Crop Row Detection, Segmentation to Navigation
A hybrid perception-and-reasoning pipeline that finds the drivable corridor between corn rows from a single camera and turns it into steering output.
Under a closed crop canopy, RTK-GPS drops out and an agricultural robot has to steer from vision alone. This project is a hybrid perception-then-reasoning pipeline for that problem: a U-Net with a ResNet-34 (ImageNet) encoder segments the drivable inter-row corridor from a forward-facing RGB image, a transparent five-step geometric refinement layer turns that mask into left, right, and centerline polynomials, and a final stage converts the centerline into navigation outputs (heading angle, curvature, and a steering decision). Built on a single-session corn-field subset of a published row-detection corpus.
At a glance
| Role | Sole author; full pipeline design, implementation, and analysis |
| Task | Vision-only row following under canopy, where GPS is unreliable |
| Perception | U-Net + ResNet-34 (ImageNet) encoder, binary corridor segmentation |
| Reasoning | 5-step geometric refinement → left/right/centerline polynomials |
| Output | Heading angle, curvature, discrete steering decision |
| Compute | RTX 3070 (8 GB), mixed precision |
| Results | Mean IoU 0.82, F1 0.88 at native resolution; centerline error <1% of image width |
Why it matters
Under-canopy robots are how you get plant-level data, like stem width, early disease, and lodging, that drones overhead can’t see and tractors can’t reach without crushing the crop. The blocker is navigation: once the canopy closes, GPS multipath makes it unreliable, and repeating rows defeat the loop-closure that SLAM depends on. A camera that estimates the corridor and hands a controller a clean centerline is a practical way through.
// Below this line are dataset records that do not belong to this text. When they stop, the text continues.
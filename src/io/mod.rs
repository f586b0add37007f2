//! Serialization of single-type meshes.
//!
//! [`tiny`] implements the sizes-first handshake (small arrays, then
//! payload); [`wire`] packs its output into one little-endian byte buffer.

pub mod tiny;
pub mod wire;

pub use tiny::{TinyPayload, TinySerializable, TinySerializationInfo};
pub use wire::{decode_mesh, encode_mesh};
Two findings worth keeping
The headline IoU hides a bimodal distribution. Mean IoU is 0.82, but the median is 0.885 and a small tail of near-zero frames drags the average down. The model isn’t uniformly mediocre, it’s mostly right and occasionally catastrophically wrong, almost always by hallucinating a corridor into dense foliage (a false positive). That’s the expensive failure: a false positive steers into a crop row, while a false negative just slows the robot down. The practical takeaway is that a deployed system needs a confidence check, not blind trust in every mask.
The refinement layer earns its keep on the worst cases, not the average. Ablating the five heuristics one at a time shows they cut mean centerline error by only ~7.5%, because the U-Net already produces clean masks most of the time. But on the hardest frames the same layer reduces error by an order of magnitude, e.g. from 93.9 px to 8.5 px. It functions as a safety net for the long tail rather than an average-case win.
Limitation
The reported numbers will overestimate performance in a different field or season. This is the standard domain-shift problem in row detection, and the natural next steps are evaluation on a held-out video, a precision-biased asymmetric loss to suppress the false-positive failures, and a per-frame confidence head so a controller can refuse low-confidence predictions.
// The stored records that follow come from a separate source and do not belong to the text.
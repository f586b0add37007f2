mod util;

use std::sync::Arc;

use mesh_coupling::prelude::*;
use util::*;

#[test]
fn incremental_polygons_and_node_counts() {
    let mut m = DynamicMesh::new("poly", CellType::Polygon).unwrap();
    m.set_coords(coords2(&[[0.0, 0.0], [1.0, 0.0], [1.5, 1.0], [0.5, 1.5], [-0.5, 1.0]]));
    m.allocate_cells(2).unwrap();
    m.insert_next_cell(&[0, 1, 2, 3, 4]).unwrap();
    assert_eq!(m.compute_nb_of_nodes_per_cell().unwrap(), vec![5]);
    assert_eq!(m.compute_effective_nb_of_nodes_per_cell().unwrap(), vec![5]);

    m.insert_next_cell(&[0, 1, 1, 2]).unwrap();
    assert_eq!(m.compute_nb_of_nodes_per_cell().unwrap(), vec![5, 4]);
    assert_eq!(m.compute_effective_nb_of_nodes_per_cell().unwrap(), vec![5, 3]);
    assert_eq!(m.nodal_connectivity_index().unwrap().as_ref(), &vec![0, 5, 9]);
    m.check_consistency().unwrap();
}

#[test]
fn polyhedron_counts_exclude_separators() {
    let m = polyhedron();
    assert_eq!(m.number_of_cells().unwrap(), 1);
    assert_eq!(m.compute_nb_of_nodes_per_cell().unwrap(), vec![15]);
    assert_eq!(m.compute_nb_of_faces_per_cell().unwrap(), vec![4]);
    assert_eq!(m.compute_effective_nb_of_nodes_per_cell().unwrap(), vec![4]);
    assert_eq!(m.get_number_of_nodes_in_cell(0).unwrap(), 12);
    let v = m.measure_field().unwrap();
    assert!((v[0].abs() - 1.0 / 6.0).abs() < 1e-12, "{v:?}");
}

#[test]
fn polygon_geometry() {
    let m = polygons();
    let areas = m.measure_field().unwrap();
    assert_close(&areas, &[2.0, 0.5], 1e-12);
    assert_eq!(m.compute_nb_of_faces_per_cell().unwrap(), vec![5, 3]);
    let (cells, offsets) = m.reverse_nodal_connectivity().unwrap();
    assert_eq!(offsets, vec![0, 1, 2, 4, 6, 7, 8]);
    assert_eq!(cells, vec![0, 0, 0, 1, 0, 1, 0, 1]);
}

#[test]
fn unpacked_index_is_accepted_and_packed_on_demand() {
    let mut m = DynamicMesh::new("sub", CellType::Polygon).unwrap();
    m.set_coords(Arc::clone(polygons().coords().unwrap()));
    m.set_nodal_connectivity(vec![9, 9, 0, 1, 2, 3, 4, 2, 5, 3, 9], vec![2, 7, 10]);
    assert_eq!(m.number_of_cells().unwrap(), 2);
    assert_eq!(m.cell_nodes(1).unwrap(), &[2, 5, 3]);
    assert!(!m.is_packed().unwrap());

    let (already, conn, index) = m.retrieve_packed_nodal_connectivity().unwrap();
    assert!(!already);
    assert_eq!(conn.as_ref(), &vec![0, 1, 2, 3, 4, 2, 5, 3]);
    assert_eq!(index.as_ref(), &vec![0, 5, 8]);

    let (packed, shared) = m.copy_with_nodal_connectivity_packed().unwrap();
    assert!(!shared);
    assert!(packed.is_packed().unwrap());
    assert!(packed.is_equal_without_considering_str(&polygons(), 1e-12));

    let (_, shared) = packed.copy_with_nodal_connectivity_packed().unwrap();
    assert!(shared);
}

#[test]
fn index_bounds_are_checked() {
    let mut m = polygons();
    m.set_nodal_connectivity(vec![0, 1, 2], vec![0, 4]);
    assert_eq!(
        m.check_consistency_of_connectivity().unwrap_err().kind(),
        ErrorKind::InconsistentState
    );
    m.set_nodal_connectivity(vec![0, 1, 2], vec![]);
    assert!(m.check_consistency_of_connectivity().is_err());
    let empty = DynamicMesh::new("e", CellType::Polyhed).unwrap();
    assert_eq!(
        empty.check_consistency_of_connectivity().unwrap_err().kind(),
        ErrorKind::InvalidMeshState
    );
}

#[test]
fn insert_after_unpacked_index_fails() {
    let mut m = DynamicMesh::new("p", CellType::Polygon).unwrap();
    assert_eq!(
        m.insert_next_cell(&[0, 1, 2]).unwrap_err().kind(),
        ErrorKind::InvalidArgument
    );
    m.set_nodal_connectivity(vec![0, 1, 2, 3], vec![0, 3]);
    assert_eq!(
        m.insert_next_cell(&[0, 1, 2]).unwrap_err().kind(),
        ErrorKind::InconsistentState
    );
}

#[test]
fn parts_and_renumbering() {
    let m = polygons();
    let p = m.build_part_of_my_self_keep_coords(&[1, 0]).unwrap();
    assert_eq!(p.nodal_connectivity().unwrap().as_ref(), &vec![2, 5, 3, 0, 1, 2, 3, 4]);
    assert_eq!(p.nodal_connectivity_index().unwrap().as_ref(), &vec![0, 3, 8]);
    assert!(Arc::ptr_eq(p.coords().unwrap(), m.coords().unwrap()));
    assert!(matches!(
        m.build_part_of_my_self_keep_coords(&[2]),
        Err(MeshError::OutOfRange(_))
    ));
    let s = m.build_part_of_my_self_keep_coords_slice(1, 2, 1).unwrap();
    assert_eq!(s.number_of_cells().unwrap(), 1);

    let mut r = m.clone();
    r.renumber_cells(&[1, 0], false).unwrap();
    assert!(r.is_equal(&p, 1e-12));
    r.renumber_cells(&[1, 0], false).unwrap();
    assert!(r.is_equal(&m, 1e-12));
}

#[test]
fn polyhedron_orientation_round_trip() {
    let mut m = polyhedron();
    let before = m.measure_field().unwrap()[0];
    m.invert_orientation_of_all_cells().unwrap();
    let after = m.measure_field().unwrap()[0];
    assert!((before + after).abs() < 1e-12, "{before} vs {after}");
    m.invert_orientation_of_all_cells().unwrap();
    assert!(m.is_equal(&polyhedron(), 1e-12));
}

#[test]
fn generic_conversion_rules() {
    let m = polygons();
    let u = m.build_unstructured().unwrap();
    assert_eq!(u.connectivity_index(), &[0, 6, 10]);
    assert_eq!(DynamicMesh::from_unstructured(&u).unwrap(), m);
    assert!(matches!(
        StaticMesh::from_unstructured(&u),
        Err(MeshError::InvalidArgument(_))
    ));

    let mut mixed = UnstructuredMesh::new("mixed", 2);
    mixed.set_coords(coords2(&[[0.0, 0.0], [1.0, 0.0], [1.0, 1.0], [0.0, 1.0]]));
    mixed.insert_next_cell(CellType::Tri3, &[0, 1, 2]).unwrap();
    mixed.insert_next_cell(CellType::Polygon, &[0, 2, 3]).unwrap();
    assert!(matches!(
        DynamicMesh::from_unstructured(&mixed),
        Err(MeshError::InvalidArgument(_))
    ));
}

#[test]
fn static_only_operations_are_identity_or_unsupported() {
    let mut m = polygons();
    assert_eq!(m.simplexize(SimplexizePolicy::Planar0).unwrap(), vec![0, 1]);
    assert_eq!(m.simplexize_code(6).unwrap(), vec![0, 1]);
    assert!(m.simplexize_code(2).is_err());
    assert_eq!(m.compute_dual_mesh().unwrap_err().kind(), ErrorKind::UnsupportedOperation);
    assert_eq!(
        m.compute_diameter_field().unwrap_err().kind(),
        ErrorKind::UnsupportedOperation
    );
    assert!(m.simple_repr().contains("Single dynamic geometric type (NORM_POLYGON)"));
}

#[test]
fn copies_share_what_they_promise() {
    let m = polygons();
    let conn_only = m.deep_copy_connectivity_only().unwrap();
    assert!(Arc::ptr_eq(conn_only.coords().unwrap(), m.coords().unwrap()));
    assert!(!Arc::ptr_eq(
        conn_only.nodal_connectivity_index().unwrap(),
        m.nodal_connectivity_index().unwrap()
    ));
    let mut other = DynamicMesh::new("o", CellType::Polygon).unwrap();
    other.shallow_copy_connectivity_from(&m).unwrap();
    assert!(Arc::ptr_eq(
        other.nodal_connectivity().unwrap(),
        m.nodal_connectivity().unwrap()
    ));
    let mut polyhed = DynamicMesh::new("h", CellType::Polyhed).unwrap();
    assert!(polyhed.shallow_copy_connectivity_from(&m).is_err());
    let deep = m.deep_copy();
    assert_eq!(deep, m);
    assert!(!Arc::ptr_eq(deep.coords().unwrap(), m.coords().unwrap()));
}

#[test]
fn oversized_allocation_hint_is_rejected() {
    let mut m = DynamicMesh::new("huge", CellType::Polygon).unwrap();
    assert_eq!(
        m.allocate_cells(IdType::MAX).unwrap_err().kind(),
        ErrorKind::InvalidArgument
    );
    assert!(m.nodal_connectivity().is_none());
}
What this project demonstrates
- Deep segmentation under real constraints. Transfer learning and architecture choices made deliberately for a small, single-video dataset on an 8 GB GPU.
- Perception plus interpretable reasoning. A transparent geometric layer that can be inspected, ablated, and tuned independently of the network.
- Honest evaluation. Distribution-level analysis that surfaces failure structure a headline metric would hide, plus explicit reasoning about asymmetric error costs.
- Path to control. Segmentation output carried all the way to heading, curvature, and steering decisions a row-following controller can use.